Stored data

//! Phantom Synthesizer
//!
//! Turns a continuous target position into drive intensities for up to three
//! real actuators using the energy model
//!
//! ```text
//! A_i = sqrt((1/d_i) / sum_j(1/d_j)) * A_v
//! ```
//!
//! where `d_i` is the (floored) distance from actuator `i` to the target and
//! `A_v` the desired virtual intensity.

use super::triangulation::TriangulationIndex;
use crate::types::{ActuatorId, ActuatorLayout, Position};
use serde::Serialize;
use thiserror::Error;

#[derive(Debug, Clone, PartialEq, Error)]
pub enum PhantomError {
    #[error("Layout has {actuators} actuator(s) and no usable triangle; phantom synthesis needs at least 3 non-collinear actuators")]
    DegenerateLayout { actuators: usize },

    #[error("Target position {0} is not finite")]
    NonFiniteTarget(Position),

    #[error("Desired intensity must be a finite number, got {0}")]
    NonFiniteIntensity(f64),
}

/// Drive level for one real actuator.
#[derive(Debug, Clone, Copy, PartialEq, Serialize)]
pub struct Contribution {
    pub actuator: ActuatorId,
    /// Always within [0, 1].
    pub intensity: f64,
}

/// One contribution for an exact hit, three otherwise.
#[derive(Debug, Clone, PartialEq, Serialize)]
pub struct PhantomResult {
    contributions: Vec<Contribution>,
}

impl PhantomResult {
    /// Direct single-actuator activation.
    pub fn single(actuator: ActuatorId, intensity: f64) -> Self {
        Self {
            contributions: vec![Contribution {
                actuator,
                intensity: intensity.clamp(0.0, 1.0),
            }],
        }
    }

    pub fn contributions(&self) -> &[Contribution] {
        &self.contributions
    }

    pub fn is_exact_hit(&self) -> bool {
        self.contributions.len() == 1
    }

    pub fn len(&self) -> usize {
        self.contributions.len()
    }

    pub fn is_empty(&self) -> bool {
        self.contributions.is_empty()
    }

    pub fn iter(&self) -> impl Iterator<Item = &Contribution> {
        self.contributions.iter()
    }
}

/// Borrowing view over a layout and its triangulation index.
#[derive(Debug, Clone, Copy)]
pub struct PhantomSynthesizer<'a> {
    layout: &'a ActuatorLayout,
    index: &'a TriangulationIndex,
    min_distance: f64,
}

impl<'a> PhantomSynthesizer<'a> {
    pub fn new(layout: &'a ActuatorLayout, index: &'a TriangulationIndex, min_distance: f64) -> Self {
        Self {
            layout,
            index,
            min_distance,
        }
    }

    pub fn layout(&self) -> &'a ActuatorLayout {
        self.layout
    }

    /// Render a phantom at `target` with the desired intensity.
    ///
    /// Intensities in the result are clamped to [0, 1] whatever the input magnitude.
    pub fn synthesize(&self, target: Position, intensity: f64) -> Result<PhantomResult, PhantomError> {
        if !target.is_finite() {
            return Err(PhantomError::NonFiniteTarget(target));
        }
        if !intensity.is_finite() {
            return Err(PhantomError::NonFiniteIntensity(intensity));
        }

        if let Some(actuator) = self.layout.actuator_at(target) {
            return Ok(PhantomResult::single(actuator, intensity));
        }

        let triangle = self
            .index
            .lookup(target)
            .ok_or(PhantomError::DegenerateLayout {
                actuators: self.layout.len(),
            })?;

        let distances = triangle
            .vertices
            .map(|vertex| vertex.distance_to(target).max(self.min_distance));
        let inverse_sum: f64 = distances.iter().map(|d| d.recip()).sum();

        let contributions = triangle
            .actuators
            .iter()
            .zip(distances)
            .map(|(&actuator, d)| Contribution {
                actuator,
                intensity: ((d.recip() / inverse_sum).sqrt() * intensity).clamp(0.0, 1.0),
            })
            .collect();

        Ok(PhantomResult { contributions })
    }
}

#[cfg(test)]
mod tests {
    use super::*;

    fn grid() -> (ActuatorLayout, TriangulationIndex) {
        let layout = ActuatorLayout::serpentine_grid(4, 4, 60.0).unwrap();
        let index = TriangulationIndex::build(&layout, 25.0);
        (layout, index)
    }

    #[test]
    fn test_exact_hit_returns_single_actuator() {
        let (layout, index) = grid();
        let synth = PhantomSynthesizer::new(&layout, &index, 0.1);
        for (id, position) in layout.iter() {
            let result = synth.synthesize(position, 0.6).unwrap();
            assert!(result.is_exact_hit());
            assert_eq!(result.contributions()[0], Contribution { actuator: id, intensity: 0.6 });
        }
    }

    #[test]
    fn test_phantom_uses_three_actuators() {
        let (layout, index) = grid();
        let synth = PhantomSynthesizer::new(&layout, &index, 0.1);
        let result = synth.synthesize(Position::new(75.0, 40.0), 0.8).unwrap();
        assert_eq!(result.len(), 3);
        assert!(result.iter().all(|c| (0.0..=1.0).contains(&c.intensity)));
    }

    #[test]
    fn test_intensity_ratio_follows_energy_model() {
        let (layout, index) = grid();
        let synth = PhantomSynthesizer::new(&layout, &index, 0.1);
        let target = Position::new(75.0, 40.0);
        let result = synth.synthesize(target, 0.9).unwrap();
        let c = result.contributions();
        let d: Vec<f64> = c
            .iter()
            .map(|c| layout.position(c.actuator).unwrap().distance_to(target))
            .collect();
        let observed = c[0].intensity / c[1].intensity;
        let expected = (d[1] / d[0]).sqrt();
        assert!((observed - expected).abs() < 1e-9);
    }

    #[test]
    fn test_energy_is_preserved() {
        let (layout, index) = grid();
        let synth = PhantomSynthesizer::new(&layout, &index, 0.1);
        let result = synth.synthesize(Position::new(100.0, 100.0), 0.7).unwrap();
        let energy: f64 = result.iter().map(|c| c.intensity * c.intensity).sum();
        assert!((energy - 0.49).abs() < 1e-9);
    }

    #[test]
    fn test_oversized_intensity_is_clamped() {
        let (layout, index) = grid();
        let synth = PhantomSynthesizer::new(&layout, &index, 0.1);
        let result = synth.synthesize(Position::new(61.0, 1.0), 25.0).unwrap();
        assert!(result.iter().all(|c| (0.0..=1.0).contains(&c.intensity)));
        let hit = synth.synthesize(Position::new(0.0, 0.0), 3.0).unwrap();
        assert_eq!(hit.contributions()[0].intensity, 1.0);
    }

    #[test]
    fn test_degenerate_layout_fails() {
        let layout = ActuatorLayout::new([
            (0, Position::new(0.0, 0.0)),
            (1, Position::new(30.0, 0.0)),
            (2, Position::new(60.0, 0.0)),
        ])
        .unwrap();
        let index = TriangulationIndex::build(&layout, 25.0);
        let synth = PhantomSynthesizer::new(&layout, &index, 0.1);
        assert_eq!(
            synth.synthesize(Position::new(15.0, 5.0), 0.5),
            Err(PhantomError::DegenerateLayout { actuators: 3 })
        );
        // Exact hits still work without triangles.
        assert!(synth.synthesize(Position::new(30.0, 0.0), 0.5).is_ok());
    }

    #[test]
    fn test_nan_inputs_rejected() {
        let (layout, index) = grid();
        let synth = PhantomSynthesizer::new(&layout, &index, 0.1);
        assert!(matches!(
            synth.synthesize(Position::new(f64::NAN, 0.0), 0.5),
            Err(PhantomError::NonFiniteTarget(_))
        ));
        assert!(matches!(
            synth.synthesize(Position::new(10.0, 10.0), f64::NAN),
            Err(PhantomError::NonFiniteIntensity(_))
        ));
    }
}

Task directions:
Extract every record and return it verbatim.

Your solution:
//! Phantom Synthesizer
//!
//! Turns a continuous target position into drive intensities for up to three
//! real actuators using the energy model
//!
//! ```text
//! A_i = sqrt((1/d_i) / sum_j(1/d_j)) * A_v
//! ```
//!
//! where `d_i` is the (floored) distance from actuator `i` to the target and
//! `A_v` the desired virtual intensity.

use super::triangulation::TriangulationIndex;
use crate::types::{ActuatorId, ActuatorLayout, Position};
use serde::Serialize;
use thiserror::Error;

#[derive(Debug, Clone, PartialEq, Error)]
pub enum PhantomError {
    #[error("Layout has {actuators} actuator(s) and no usable triangle; phantom synthesis needs at least 3 non-collinear actuators")]
    DegenerateLayout { actuators: usize },

    #[error("Target position {0} is not finite")]
    NonFiniteTarget(Position),

    #[error("Desired intensity must be a finite number, got {0}")]
    NonFiniteIntensity(f64),
}

/// Drive level for one real actuator.
#[derive(Debug, Clone, Copy, PartialEq, Serialize)]
pub struct Contribution {
    pub actuator: ActuatorId,
    /// Always within [0, 1].
    pub intensity: f64,
}

/// One contribution for an exact hit, three otherwise.
#[derive(Debug, Clone, PartialEq, Serialize)]
pub struct PhantomResult {
    contributions: Vec<Contribution>,
}

impl PhantomResult {
    /// Direct single-actuator activation.
    pub fn single(actuator: ActuatorId, intensity: f64) -> Self {
        Self {
            contributions: vec![Contribution {
                actuator,
                intensity: intensity.clamp(0.0, 1.0),
            }],
        }
    }

    pub fn contributions(&self) -> &[Contribution] {
        &self.contributions
    }

    pub fn is_exact_hit(&self) -> bool {
        self.contributions.len() == 1
    }

    pub fn len(&self) -> usize {
        self.contributions.len()
    }

    pub fn is_empty(&self) -> bool {
        self.contributions.is_empty()
    }

    pub fn iter(&self) -> impl Iterator<Item = &Contribution> {
        self.contributions.iter()
    }
}

/// Borrowing view over a layout and its triangulation index.
#[derive(Debug, Clone, Copy)]
pub struct PhantomSynthesizer<'a> {
    layout: &'a ActuatorLayout,
    index: &'a TriangulationIndex,
    min_distance: f64,
}

impl<'a> PhantomSynthesizer<'a> {
    pub fn new(layout: &'a ActuatorLayout, index: &'a TriangulationIndex, min_distance: f64) -> Self {
        Self {
            layout,
            index,
            min_distance,
        }
    }

    pub fn layout(&self) -> &'a ActuatorLayout {
        self.layout
    }

    /// Render a phantom at `target` with the desired intensity.
    ///
    /// Intensities in the result are clamped to [0, 1] whatever the input magnitude.
    pub fn synthesize(&self, target: Position, intensity: f64) -> Result<PhantomResult, PhantomError> {
        if !target.is_finite() {
            return Err(PhantomError::NonFiniteTarget(target));
        }
        if !intensity.is_finite() {
            return Err(PhantomError::NonFiniteIntensity(intensity));
        }

        if let Some(actuator) = self.layout.actuator_at(target) {
            return Ok(PhantomResult::single(actuator, intensity));
        }

        let triangle = self
            .index
            .lookup(target)
            .ok_or(PhantomError::DegenerateLayout {
                actuators: self.layout.len(),
            })?;

        let distances = triangle
            .vertices
            .map(|vertex| vertex.distance_to(target).max(self.min_distance));
        let inverse_sum: f64 = distances.iter().map(|d| d.recip()).sum();

        let contributions = triangle
            .actuators
            .iter()
            .zip(distances)
            .map(|(&actuator, d)| Contribution {
                actuator,
                intensity: ((d.recip() / inverse_sum).sqrt() * intensity).clamp(0.0, 1.0),
            })
            .collect();

        Ok(PhantomResult { contributions })
    }
}

#[cfg(test)]
mod tests {
    use super::*;

    fn grid() -> (ActuatorLayout, TriangulationIndex) {
        let layout = ActuatorLayout::serpentine_grid(4, 4, 60.0).unwrap();
        let index = TriangulationIndex::build(&layout, 25.0);
        (layout, index)
    }

    #[test]
    fn test_exact_hit_returns_single_actuator() {
        let (layout, index) = grid();
        let synth = PhantomSynthesizer::new(&layout, &index, 0.1);
        for (id, position) in layout.iter() {
            let result = synth.synthesize(position, 0.6).unwrap();
            assert!(result.is_exact_hit());
            assert_eq!(result.contributions()[0], Contribution { actuator: id, intensity: 0.6 });
        }
    }

    #[test]
    fn test_phantom_uses_three_actuators() {
        let (layout, index) = grid();
        let synth = PhantomSynthesizer::new(&layout, &index, 0.1);
        let result = synth.synthesize(Position::new(75.0, 40.0), 0.8).unwrap();
        assert_eq!(result.len(), 3);
        assert!(result.iter().all(|c| (0.0..=1.0).contains(&c.intensity)));
    }

    #[test]
    fn test_intensity_ratio_follows_energy_model() {
        let (layout, index) = grid();
        let synth = PhantomSynthesizer::new(&layout, &index, 0.1);
        let target = Position::new(75.0, 40.0);
        let result = synth.synthesize(target, 0.9).unwrap();
        let c = result.contributions();
        let d: Vec<f64> = c
            .iter()
            .map(|c| layout.position(c.actuator).unwrap().distance_to(target))
            .collect();
        let observed = c[0].intensity / c[1].intensity;
        let expected = (d[1] / d[0]).sqrt();
        assert!((observed - expected).abs() < 1e-9);
    }

    #[test]
    fn test_energy_is_preserved() {
        let (layout, index) = grid();
        let synth = PhantomSynthesizer::new(&layout, &index, 0.1);
        let result = synth.synthesize(Position::new(100.0, 100.0), 0.7).unwrap();
        let energy: f64 = result.iter().map(|c| c.intensity * c.intensity).sum();
        assert!((energy - 0.49).abs() < 1e-9);
    }

    #[test]
    fn test_oversized_intensity_is_clamped() {
        let (layout, index) = grid();
        let synth = PhantomSynthesizer::new(&layout, &index, 0.1);
        let result = synth.synthesize(Position::new(61.0, 1.0), 25.0).unwrap();
        assert!(result.iter().all(|c| (0.0..=1.0).contains(&c.intensity)));
        let hit = synth.synthesize(Position::new(0.0, 0.0), 3.0).unwrap();
        assert_eq!(hit.contributions()[0].intensity, 1.0);
    }

    #[test]
    fn test_degenerate_layout_fails() {
        let layout = ActuatorLayout::new([
            (0, Position::new(0.0, 0.0)),
            (1, Position::new(30.0, 0.0)),
            (2, Position::new(60.0, 0.0)),
        ])
        .unwrap();
        let index = TriangulationIndex::build(&layout, 25.0);
        let synth = PhantomSynthesizer::new(&layout, &index, 0.1);
        assert_eq!(
            synth.synthesize(Position::new(15.0, 5.0), 0.5),
            Err(PhantomError::DegenerateLayout { actuators: 3 })
        );
        // Exact hits still work without triangles.
        assert!(synth.synthesize(Position::new(30.0, 0.0), 0.5).is_ok());
    }

    #[test]
    fn test_nan_inputs_rejected() {
        let (layout, index) = grid();
        let synth = PhantomSynthesizer::new(&layout, &index, 0.1);
        assert!(matches!(
            synth.synthesize(Position::new(f64::NAN, 0.0), 0.5),
            Err(PhantomError::NonFiniteTarget(_))
        ));
        assert!(matches!(
            synth.synthesize(Position::new(10.0, 10.0), f64::NAN),
            Err(PhantomError::NonFiniteIntensity(_))
        ));
    }
}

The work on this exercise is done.